A poignant novel of morals and family
If you've already read Elizabeth Strout, you know how she mines everyday experiences for great emotional poignancy. If you've never read Elizabeth Strout, stop whatever you're doing and get yourself a copy of Amy and Isabelle, Abide with Me or Olive Kitteridge, pronto.
The Burgess Boys follows in this quietly explosive tradition. In other words, it's primed to hit everyone's 2013 short list.

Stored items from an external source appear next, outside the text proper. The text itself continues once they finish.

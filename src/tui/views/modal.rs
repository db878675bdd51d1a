// Dialog overlays, drawn over the active view after everything else:
// - Help: keyboard shortcuts
// - Edit dialogs: member role, reservation fields, restaurant form
// - Confirm dialog: review deletion

use crate::tui::app::App;
use crate::tui::modal::{
    FormField, Modal, ReservationDraft, ReservationField, RestaurantForm, UserDraft,
};
use ratatui::{
    layout::Rect,
    style::{Modifier, Style},
    text::{Line, Span, Text},
    widgets::{Block, Borders, Clear, Paragraph},
    Frame,
};

/// Dispatch to the renderer for whichever dialog is open
pub fn render(f: &mut Frame, modal: &Modal, app: &App) {
    match modal {
        Modal::Help => render_help(f, app),
        Modal::EditUser(draft) => render_edit_user(f, app, draft),
        Modal::EditReservation(draft) => render_edit_reservation(f, app, draft),
        Modal::ConfirmDeleteReview { review_id } => render_confirm_delete(f, app, *review_id),
        Modal::AddRestaurant(form) => render_restaurant_form(f, app, form),
    }
}

/// A rect of the given percentage size, centered in `r`
fn centered_rect(width: u16, height: u16, area: Rect) -> Rect {
    let x = area.x + (area.width.saturating_sub(width)) / 2;
    let y = area.y + (area.height.saturating_sub(height)) / 2;
    Rect::new(x, y, width.min(area.width), height.min(area.height))
}

/// Keybinding reference, grouped the way the screens use them
fn render_help(f: &mut Frame, app: &App) {
    let key_style = Style::default().fg(app.theme.info);
    let desc_style = Style::default().fg(app.theme.foreground);
    let header_style = Style::default()
        .fg(app.theme.highlight)
        .add_modifier(Modifier::BOLD);

    // One aligned "key  description" line
    let kb = |key: &str, desc: &str| -> Line {
        Line::from(vec![
            Span::raw("    "),
            Span::styled(format!("{:<12}", key), key_style),
            Span::styled(desc.to_string(), desc_style),
        ])
    };

    let content = Text::from(vec![
        Line::raw(""),
        Line::from(Span::styled("  Views", header_style)),
        kb("1-6, F1-F6", "Jump to a screen"),
        kb("Tab", "Next screen"),
        kb("Shift+Tab", "Previous screen"),
        Line::raw(""),
        Line::from(Span::styled("  Navigation", header_style)),
        kb("↑/↓, j/k", "Move the cursor"),
        kb("←/→, h/l", "Previous / next page"),
        kb("[ / ]", "Previous / next page group"),
        Line::raw(""),
        Line::from(Span::styled("  Actions", header_style)),
        kb("Enter", "Edit row / pick restaurant"),
        kb("a", "Register restaurant"),
        kb("x", "Delete row"),
        kb("/", "Search (members, restaurants)"),
        kb("s", "Flip review order"),
        kb("g", "Cycle chart granularity"),
        Line::raw(""),
        Line::from(Span::styled("  General", header_style)),
        kb("r", "Refresh current screen"),
        kb("L", "Toggle logs panel"),
        kb("T", "Toggle theme"),
        kb("?", "Toggle this help"),
        kb("q", "Quit"),
        Line::raw(""),
        Line::from(vec![
            Span::styled("  Theme: ", desc_style),
            Span::styled(app.theme_kind.name(), key_style),
        ]),
    ]);

    let height = (content.lines.len() as u16 + 2).min(f.area().height);
    let area = centered_rect(46, height, f.area());

    f.render_widget(Clear, area);

    let paragraph = Paragraph::new(content)
        .style(Style::default().bg(app.theme.background))
        .block(
            Block::default()
                .borders(Borders::ALL)
                .border_style(Style::default().fg(app.theme.highlight))
                .border_type(app.theme.border_type)
                .title(" Help ")
                .title_bottom(Line::from(" Press ? or Esc to close ").centered()),
        );

    f.render_widget(paragraph, area);
}

/// Shared footer line: saving spinner or error, whichever applies
fn dialog_footer<'a>(app: &App, saving: bool, error: &Option<String>) -> Vec<Line<'a>> {
    let mut lines = Vec::new();
    if saving {
        lines.push(Line::from(Span::styled(
            format!("  {} Saving…", app.spinner_char()),
            Style::default().fg(app.theme.info),
        )));
    } else if let Some(message) = error {
        lines.push(Line::from(Span::styled(
            format!("  ✗ {}", message),
            Style::default().fg(app.theme.danger),
        )));
    }
    lines
}

fn render_edit_user(f: &mut Frame, app: &App, draft: &UserDraft) {
    let muted = Style::default().fg(app.theme.muted);
    let value = Style::default().fg(app.theme.foreground);

    let mut lines = vec![
        Line::raw(""),
        Line::from(vec![
            Span::styled("  Username  ", muted),
            Span::styled(draft.user.user_name.clone(), value),
        ]),
        Line::from(vec![
            Span::styled("  Name      ", muted),
            Span::styled(draft.user.name.clone(), value),
        ]),
        Line::from(vec![
            Span::styled("  Email     ", muted),
            Span::styled(draft.user.email.clone(), value),
        ]),
        Line::raw(""),
        Line::from(vec![
            Span::styled("  Role      ", muted),
            Span::styled(
                format!("◀ {} ▶", draft.user.user_type.as_str()),
                Style::default()
                    .fg(app.theme.highlight)
                    .add_modifier(Modifier::BOLD),
            ),
        ]),
        Line::raw(""),
    ];
    lines.extend(dialog_footer(app, draft.saving, &draft.error));

    let height = (lines.len() as u16 + 2).min(f.area().height);
    let area = centered_rect(52, height, f.area());
    f.render_widget(Clear, area);

    let paragraph = Paragraph::new(Text::from(lines))
        .style(Style::default().bg(app.theme.background))
        .block(
            Block::default()
                .borders(Borders::ALL)
                .border_style(Style::default().fg(app.theme.highlight))
                .border_type(app.theme.border_type)
                .title(" Edit member ")
                .title_bottom(
                    Line::from(" ←→ role │ ↵ save │ d delete │ Esc cancel ").centered(),
                ),
        );
    f.render_widget(paragraph, area);
}

fn render_edit_reservation(f: &mut Frame, app: &App, draft: &ReservationDraft) {
    let muted = Style::default().fg(app.theme.muted);

    let field_line = |label: &str, display: String, field: ReservationField| -> Line {
        let focused = draft.field == field;
        let marker = if focused { "▸ " } else { "  " };
        let value_style = if focused {
            Style::default()
                .fg(app.theme.highlight)
                .add_modifier(Modifier::BOLD)
        } else if field == ReservationField::Status {
            Style::default().fg(super::reservations::status_color(draft.status, &app.theme))
        } else {
            Style::default().fg(app.theme.foreground)
        };
        let cursor = if focused && field != ReservationField::Status {
            "▌"
        } else {
            ""
        };
        Line::from(vec![
            Span::styled(format!("  {}{:<9}", marker, label), muted),
            Span::styled(format!("{}{}", display, cursor), value_style),
        ])
    };

    let status_display = format!("◀ {} ▶", draft.status.label());
    let mut lines = vec![
        Line::raw(""),
        Line::from(vec![
            Span::styled("  Reservation  ", muted),
            Span::styled(
                format!("#{}", draft.reservation.reservation_id),
                Style::default().fg(app.theme.foreground),
            ),
        ]),
        Line::raw(""),
        field_line("Status", status_display, ReservationField::Status),
        field_line("Time", draft.time_input.clone(), ReservationField::Time),
        field_line("Party", draft.people_input.clone(), ReservationField::People),
        field_line(
            "Request",
            draft.request_input.clone(),
            ReservationField::Request,
        ),
        Line::raw(""),
    ];
    lines.extend(dialog_footer(app, draft.saving, &draft.error));

    let height = (lines.len() as u16 + 2).min(f.area().height);
    let area = centered_rect(56, height, f.area());
    f.render_widget(Clear, area);

    let paragraph = Paragraph::new(Text::from(lines))
        .style(Style::default().bg(app.theme.background))
        .block(
            Block::default()
                .borders(Borders::ALL)
                .border_style(Style::default().fg(app.theme.highlight))
                .border_type(app.theme.border_type)
                .title(" Edit reservation ")
                .title_bottom(Line::from(" Tab field │ ↵ save │ Esc cancel ").centered()),
        );
    f.render_widget(paragraph, area);
}

fn render_confirm_delete(f: &mut Frame, app: &App, review_id: u64) {
    let lines = vec![
        Line::raw(""),
        Line::from(Span::styled(
            format!("Delete review #{}?", review_id),
            Style::default()
                .fg(app.theme.foreground)
                .add_modifier(Modifier::BOLD),
        )),
        Line::from(Span::styled(
            "This cannot be undone.",
            Style::default().fg(app.theme.muted),
        )),
        Line::raw(""),
    ];

    let area = centered_rect(40, 6, f.area());
    f.render_widget(Clear, area);

    let paragraph = Paragraph::new(Text::from(lines))
        .alignment(ratatui::layout::Alignment::Center)
        .style(Style::default().bg(app.theme.background))
        .block(
            Block::default()
                .borders(Borders::ALL)
                .border_style(Style::default().fg(app.theme.danger))
                .border_type(app.theme.border_type)
                .title(" Confirm ")
                .title_bottom(Line::from(" y delete │ n keep ").centered()),
        );
    f.render_widget(paragraph, area);
}

fn form_field_display(form: &RestaurantForm, field: FormField) -> String {
    match field {
        FormField::Name => form.name.clone(),
        FormField::Description => form.description.clone(),
        FormField::Phone => form.phone.clone(),
        FormField::FoodType => format!("◀ {} ▶", form.food_type_label()),
        FormField::Seats => form.seats_input.clone(),
        FormField::Parking => {
            if form.parking {
                "yes".to_string()
            } else {
                "no".to_string()
            }
        }
        FormField::City => form.city.clone(),
        FormField::District => form.district.clone(),
        FormField::Neighborhood => form.neighborhood.clone(),
        FormField::RoadAddr => form.road_addr.clone(),
        FormField::JibunAddr => form.jibun_addr.clone(),
        FormField::DetailAddr => form.detail_addr.clone(),
    }
}

fn render_restaurant_form(f: &mut Frame, app: &App, form: &RestaurantForm) {
    if form.confirming && !form.saving {
        render_form_confirmation(f, app, form);
        return;
    }

    let muted = Style::default().fg(app.theme.muted);
    let toggle_fields = [FormField::FoodType, FormField::Parking];

    let mut lines = vec![Line::raw("")];
    for field in FormField::ALL {
        let focused = form.field == field;
        let marker = if focused { "▸ " } else { "  " };
        let value_style = if focused {
            Style::default()
                .fg(app.theme.highlight)
                .add_modifier(Modifier::BOLD)
        } else {
            Style::default().fg(app.theme.foreground)
        };
        let cursor = if focused && !toggle_fields.contains(&field) {
            "▌"
        } else {
            ""
        };

        let mut spans = vec![
            Span::styled(format!("  {}{:<15}", marker, field.label()), muted),
            Span::styled(
                format!("{}{}", form_field_display(form, field), cursor),
                value_style,
            ),
        ];
        if field == FormField::Phone {
            if let Some(complaint) = &form.phone_error {
                spans.push(Span::styled(
                    format!("  {}", complaint),
                    Style::default().fg(app.theme.danger),
                ));
            }
        }
        lines.push(Line::from(spans));
    }
    lines.push(Line::raw(""));
    lines.extend(dialog_footer(app, form.saving, &form.error));

    let height = (lines.len() as u16 + 2).min(f.area().height);
    let area = centered_rect(60, height, f.area());
    f.render_widget(Clear, area);

    let paragraph = Paragraph::new(Text::from(lines))
        .style(Style::default().bg(app.theme.background))
        .block(
            Block::default()
                .borders(Borders::ALL)
                .border_style(Style::default().fg(app.theme.highlight))
                .border_type(app.theme.border_type)
                .title(" Register restaurant ")
                .title_bottom(
                    Line::from(" Tab field │ ←→ toggle │ ↵ register │ Esc cancel ").centered(),
                ),
        );
    f.render_widget(paragraph, area);
}

fn render_form_confirmation(f: &mut Frame, app: &App, form: &RestaurantForm) {
    let lines = vec![
        Line::raw(""),
        Line::from(Span::styled(
            format!("Register \"{}\"?", form.name.trim()),
            Style::default()
                .fg(app.theme.foreground)
                .add_modifier(Modifier::BOLD),
        )),
        Line::from(Span::styled(
            format!("{} · {} seats", form.food_type_label(),
                if form.seats_input.is_empty() { "0" } else { form.seats_input.as_str() }),
            Style::default().fg(app.theme.muted),
        )),
        Line::raw(""),
    ];

    let area = centered_rect(44, 6, f.area());
    f.render_widget(Clear, area);

    let paragraph = Paragraph::new(Text::from(lines))
        .alignment(ratatui::layout::Alignment::Center)
        .style(Style::default().bg(app.theme.background))
        .block(
            Block::default()
                .borders(Borders::ALL)
                .border_style(Style::default().fg(app.theme.highlight))
                .border_type(app.theme.border_type)
                .title(" Confirm ")
                .title_bottom(Line::from(" y register │ n back ").centered()),
        );
    f.render_widget(paragraph, area);
}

Strout's newest novel chronicles the complicated and deeply ingrained relationships of three siblings haunted by a freak accident in their childhood. Jim is a hotshot corporate lawyer who rose to fame during an O.J. Simpson-like murder case; Bob is a kindhearted attorney forever living in his older brother's shadow; and Susan is the proverbial black sheep whose bitterness has kept her rooted in the trio's rural Maine hometown.
When Susan's teenaged son is charged with a hate crime, she calls in her lawyer brothers for help--but as with everything in Strout's fiction, right and wrong are not so easily sorted out.
From the gentrified streets of Brooklyn to the immigrant Somali communities of New England, The Burgess Boys takes on the complexity of both family and contemporary America: The good guys are increasingly flawed, and the villains as familiar as a blood relation.